Tags: Tool DeepLearning
在训练模型的时候,我们经常需要保存一些中间的训练结果,以便中断训练后能够再从checkpoints处继续上次训练;或者有时候进行迁移学习的时候,我们要继续别人的训练结果,这个时候就用到别人训练好的模型。
Tensorflow中涉及到模型的保存和加载主要是tf.train.Saver()这个类。其中主要用到save和restore两个方法。
Saver类构造函数:
__init__(
var_list=None,
reshape=False,
sharded=False,
max_to_keep=5,
keep_checkpoint_every_n_hours=10000.0,
name=None,
restore_sequentially=False,
saver_def=None,
builder=None,
defer_build=False,
allow_empty=False,
write_version=tf.train.SaverDef.V2,
pad_step_number=False,
save_relative_paths=False,
filename=None
)
- var_list: 需要保存的变量,如果不指定保存sess中所有变量
- max_to_keep: 最多的保存checkpoint数目,默认是5
- keep_checkpoint_every_n_hours: 多久保存一次,默认是10,000小时
save方法:
save(
sess,
save_path,
global_step=None,
latest_filename=None,
meta_graph_suffix='meta',
write_meta_graph=True,
write_state=True,
strip_default_attrs=False
)
通过传如sess, 和sava_path来保存checkpoints, 返回保存路径的前缀。
restore方法:
restore(
sess,
save_path
)
- save_path: 可以使用前面save方法返回的路径也可以使用latest_checkpoint()来获得保存路径。
下面这个例子使用minist数据集解释了如何在训练过程中保存训练中间结果,以及如何从上次训练的结果处继续训练。
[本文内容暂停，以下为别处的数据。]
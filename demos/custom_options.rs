//! Bounding nesting depth with SlonOptions.
//!
//! Run with: cargo run --example custom_options

use slon::{parse_with_options, stringify_with_options, SlonOptions, Value};
use std::error::Error;

fn nested(depth: usize) -> String {
    format!("{}0{}", "[".repeat(depth), "]".repeat(depth))
}

fn main() -> Result<(), Box<dyn Error>> {
    let text = nested(10);

    let strict = SlonOptions::new().with_max_depth(4);
    match parse_with_options(&text, &strict) {
        Ok(_) => println!("depth 10 accepted with a limit of 4"),
        Err(err) => println!("limit 4: {}", err),
    }

    let value = parse_with_options(&text, &SlonOptions::new())?;
    println!("default limit: parsed {}", value);

    match stringify_with_options(&value, &strict) {
        Ok(out) => println!("stringified: {}", out),
        Err(err) => println!("limit 4 on output: {}", err),
    }

    let deep = nested(1000);
    let value: Value = parse_with_options(&deep, &SlonOptions::unlimited())?;
    println!("unlimited: parsed {} levels", deep.len() / 2);
    assert!(value.is_array());

    Ok(())
}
from tensorflow.examples.tutorials.mnist import input_data
mnist = input_data.read_data_sets("MNIST_data/", one_hot=True)
import tensorflow as tf
# parameters
learning_rate = 0.001
batch_size = 100
display_step = 1
model_path = "/tmp/model.ckpt"
# network parameters
n_input = 784 # (28*28)
n_hidden_1 = 128
n_hidden_2 = 256
n_classes = 10
# Graph Input
x = tf.placeholder("float", [None, n_input])
y = tf.placeholder("float", [None, n_classes])
def multilayer_perceptron(x, weights, biases):
layer_1 = tf.add(tf.matmul(x, weights['h1']), biases['b1'])
layer_1 = tf.nn.relu(layer_1)
layer_2 = tf.add(tf.matmul(layer_1, weights['h2']), biases['b2'])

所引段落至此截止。